# Task objective:
Your answer should be a single number: how many lines in the data below hold the string "crate".

(Stored data entries)
//! Text encodings supported by String elements.

use serde::{Deserialize, Serialize};
use thiserror::Error;

#[derive(Debug, Clone, Copy, PartialEq, Eq, Hash, Default, Serialize, Deserialize)]
#[serde(rename_all = "kebab-case")]
pub enum StringEncoding {
    #[default]
    Ascii,
    Utf8,
    Utf16Le,
    Utf16Be,
    Utf32Le,
    Utf32Be,
}

#[derive(Error, Debug, Clone, PartialEq, Eq)]
pub enum EncodingError {
    #[error("String contains invalid {0} bytes.")]
    InvalidBytes(&'static str),
    #[error("'{0}' cannot be represented in {1}")]
    Unrepresentable(char, &'static str),
}

impl StringEncoding {
    pub fn label(self) -> &'static str {
        match self {
            StringEncoding::Ascii => "ASCII",
            StringEncoding::Utf8 => "UTF8",
            StringEncoding::Utf16Le => "UTF16",
            StringEncoding::Utf16Be => "UTF16BE",
            StringEncoding::Utf32Le => "UTF32",
            StringEncoding::Utf32Be => "UTF32BE",
        }
    }

    /// Size of one code unit in bytes.
    pub fn unit_bytes(self) -> usize {
        match self {
            StringEncoding::Ascii | StringEncoding::Utf8 => 1,
            StringEncoding::Utf16Le | StringEncoding::Utf16Be => 2,
            StringEncoding::Utf32Le | StringEncoding::Utf32Be => 4,
        }
    }

    /// Encodings where every character has the same width, so a character count converts
    /// directly to a bit length.
    pub fn fixed_char_bytes(self) -> Option<usize> {
        match self {
            StringEncoding::Ascii => Some(1),
            StringEncoding::Utf32Le | StringEncoding::Utf32Be => Some(4),
            _ => None,
        }
    }

    pub fn encode(self, text: &str) -> Result<Vec<u8>, EncodingError> {
        match self {
            StringEncoding::Ascii => text
                .chars()
                .map(|c| {
                    if c.is_ascii() {
                        Ok(c as u8)
                    } else {
                        Err(EncodingError::Unrepresentable(c, self.label()))
                    }
                })
                .collect(),
            StringEncoding::Utf8 => Ok(text.as_bytes().to_vec()),
            StringEncoding::Utf16Le => Ok(text.encode_utf16().flat_map(u16::to_le_bytes).collect()),
            StringEncoding::Utf16Be => Ok(text.encode_utf16().flat_map(u16::to_be_bytes).collect()),
            StringEncoding::Utf32Le => {
                Ok(text.chars().flat_map(|c| u32::from(c).to_le_bytes()).collect())
            }
            StringEncoding::Utf32Be => {
                Ok(text.chars().flat_map(|c| u32::from(c).to_be_bytes()).collect())
            }
        }
    }

    pub fn decode(self, bytes: &[u8]) -> Result<String, EncodingError> {
        let invalid = || EncodingError::InvalidBytes(self.label());
        if bytes.len() % self.unit_bytes() != 0 {
            return Err(invalid());
        }
        match self {
            StringEncoding::Ascii => {
                if bytes.is_ascii() {
                    Ok(bytes.iter().map(|b| *b as char).collect())
                } else {
                    Err(invalid())
                }
            }
            StringEncoding::Utf8 => String::from_utf8(bytes.to_vec()).map_err(|_| invalid()),
            StringEncoding::Utf16Le | StringEncoding::Utf16Be => {
                let units = bytes.chunks_exact(2).map(|c| {
                    let pair = [c[0], c[1]];
                    if self == StringEncoding::Utf16Le {
                        u16::from_le_bytes(pair)
                    } else {
                        u16::from_be_bytes(pair)
                    }
                });
                char::decode_utf16(units)
                    .collect::<Result<String, _>>()
                    .map_err(|_| invalid())
            }
            StringEncoding::Utf32Le | StringEncoding::Utf32Be => bytes
                .chunks_exact(4)
                .map(|c| {
                    let quad = [c[0], c[1], c[2], c[3]];
                    let code = if self == StringEncoding::Utf32Le {
                        u32::from_le_bytes(quad)
                    } else {
                        u32::from_be_bytes(quad)
                    };
                    char::from_u32(code).ok_or_else(invalid)
                })
                .collect(),
        }
    }

    /// Number of bytes in the character whose first code unit is `unit`.
    pub fn char_width(self, unit: &[u8]) -> Result<usize, EncodingError> {
        let invalid = || EncodingError::InvalidBytes(self.label());
        match self {
            StringEncoding::Ascii => Ok(1),
            StringEncoding::Utf8 => match unit.first().copied().ok_or_else(invalid)? {
                0x00..=0x7f => Ok(1),
                0xc0..=0xdf => Ok(2),
                0xe0..=0xef => Ok(3),
                0xf0..=0xf7 => Ok(4),
                _ => Err(invalid()),
            },
            StringEncoding::Utf16Le | StringEncoding::Utf16Be => {
                let [a, b] = unit else {
                    return Err(invalid());
                };
                let code = if self == StringEncoding::Utf16Le {
                    u16::from_le_bytes([*a, *b])
                } else {
                    u16::from_be_bytes([*a, *b])
                };
                Ok(if (0xd800..=0xdbff).contains(&code) { 4 } else { 2 })
            }
            StringEncoding::Utf32Le | StringEncoding::Utf32Be => Ok(4),
        }
    }

    pub fn terminator(self) -> Vec<u8> {
        vec![0; self.unit_bytes()]
    }
}

#[cfg(test)]
mod tests {
    use super::*;

    #[test]
    fn utf16_round_trips_surrogate_pairs() {
        let text = "a\u{1F600}";
        let bytes = StringEncoding::Utf16Le.encode(text).unwrap();
        assert_eq!(bytes.len(), 6);
        assert_eq!(StringEncoding::Utf16Le.char_width(&bytes[2..4]).unwrap(), 4);
        assert_eq!(StringEncoding::Utf16Le.decode(&bytes).unwrap(), text);
    }

    #[test]
    fn big_endian_variants_differ_from_little() {
        assert_eq!(StringEncoding::Utf16Be.encode("A").unwrap(), vec![0, 0x41]);
        assert_eq!(StringEncoding::Utf32Be.encode("A").unwrap(), vec![0, 0, 0, 0x41]);
        assert_eq!(StringEncoding::Utf32Le.decode(&[0x41, 0, 0, 0]).unwrap(), "A");
    }

    #[test]
    fn invalid_bytes_are_reported_with_encoding_name() {
        assert_eq!(
            StringEncoding::Utf8.decode(&[0xff, 0xfe]),
            Err(EncodingError::InvalidBytes("UTF8"))
        );
        assert_eq!(
            StringEncoding::Ascii.decode(&[0x80]),
            Err(EncodingError::InvalidBytes("ASCII"))
        );
        assert!(StringEncoding::Ascii.encode("é").is_err());
    }

    #[test]
    fn utf8_char_width_follows_lead_byte() {
        let bytes = "é".as_bytes();
        assert_eq!(StringEncoding::Utf8.char_width(&bytes[..1]).unwrap(), 2);
        assert!(StringEncoding::Utf8.char_width(&[0x80]).is_err());
    }
}
//! Name resolution for relations, placements and padding anchors, plus the get/set transforms
//! applied to relation values.

use crate::error::{ExpressionError, SchemaError};
use crate::expr::{Expression, Vars};
use crate::model::{Dom, ElementId, Relation, Walk};

fn descend(dom: &Dom, from: ElementId, rest: &[&str], walk: Walk) -> Option<ElementId> {
    rest.iter()
        .try_fold(from, |current, segment| dom.child_named(current, segment, walk))
}

/// Resolves a dotted `path` as seen from `scope`.
///
/// Each enclosing container, starting at `scope` itself, is checked for a child named like
/// the first segment and then for its own name; the remaining segments descend from there.
/// If no enclosing scope matches, the whole tree is searched. In a template walk the match
/// must be unique; a live walk takes the first match in document order, since array entries
/// legitimately repeat names.
pub fn resolve(
    dom: &Dom,
    path: &str,
    scope: ElementId,
    walk: Walk,
) -> Result<ElementId, SchemaError> {
    let unresolved = || SchemaError::Unresolved {
        path: path.to_string(),
        scope: dom.full_name(scope),
    };
    let segments: Vec<&str> = path.split('.').collect();
    let Some((first, rest)) = segments.split_first() else {
        return Err(unresolved());
    };
    if first.is_empty() {
        return Err(unresolved());
    }

    for candidate in std::iter::once(scope).chain(dom.ancestors(scope)) {
        if let Some(child) = dom.child_named(candidate, first, walk) {
            if let Some(found) = descend(dom, child, rest, walk) {
                return Ok(found);
            }
        }
        if dom.name(candidate) == *first {
            if let Some(found) = descend(dom, candidate, rest, walk) {
                return Ok(found);
            }
        }
    }

    let root = dom.root_of(scope);
    let matches: Vec<ElementId> = dom
        .preorder(root, walk)
        .into_iter()
        .filter(|id| dom.name(*id) == *first)
        .filter_map(|id| descend(dom, id, rest, walk))
        .collect();
    match (matches.as_slice(), walk) {
        ([], _) => Err(unresolved()),
        ([only], _) => Ok(*only),
        ([first_match, ..], Walk::Live) => Ok(*first_match),
        (many, Walk::Template) => Err(SchemaError::Ambiguous {
            path: path.to_string(),
            scope: dom.full_name(scope),
            candidates: many.iter().map(|id| dom.full_name(*id)).collect(),
        }),
    }
}

/// Live resolution that treats "not there (yet)" as `None`.
pub fn try_resolve(dom: &Dom, path: &str, scope: ElementId) -> Option<ElementId> {
    resolve(dom, path, scope, Walk::Live).ok()
}

fn apply(rel: &Relation, source: Option<&String>, input: i64) -> Result<i64, ExpressionError> {
    match source {
        Some(source) => {
            let vars = Vars::new()
                .with(rel.kind.variable(), input)
                .with("value", input);
            Expression::parse(source)?.eval_int(&vars)
        }
        None => Ok(input),
    }
}

/// Raw subject value to the logical quantity it stands for.
pub fn relation_get(rel: &Relation, raw: i64) -> Result<i64, ExpressionError> {
    apply(rel, rel.expression_get.as_ref(), raw)
}

/// Logical quantity to the raw value written into the subject.
pub fn relation_set(rel: &Relation, logical: i64) -> Result<i64, ExpressionError> {
    apply(rel, rel.expression_set.as_ref(), logical)
}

# Response area:
3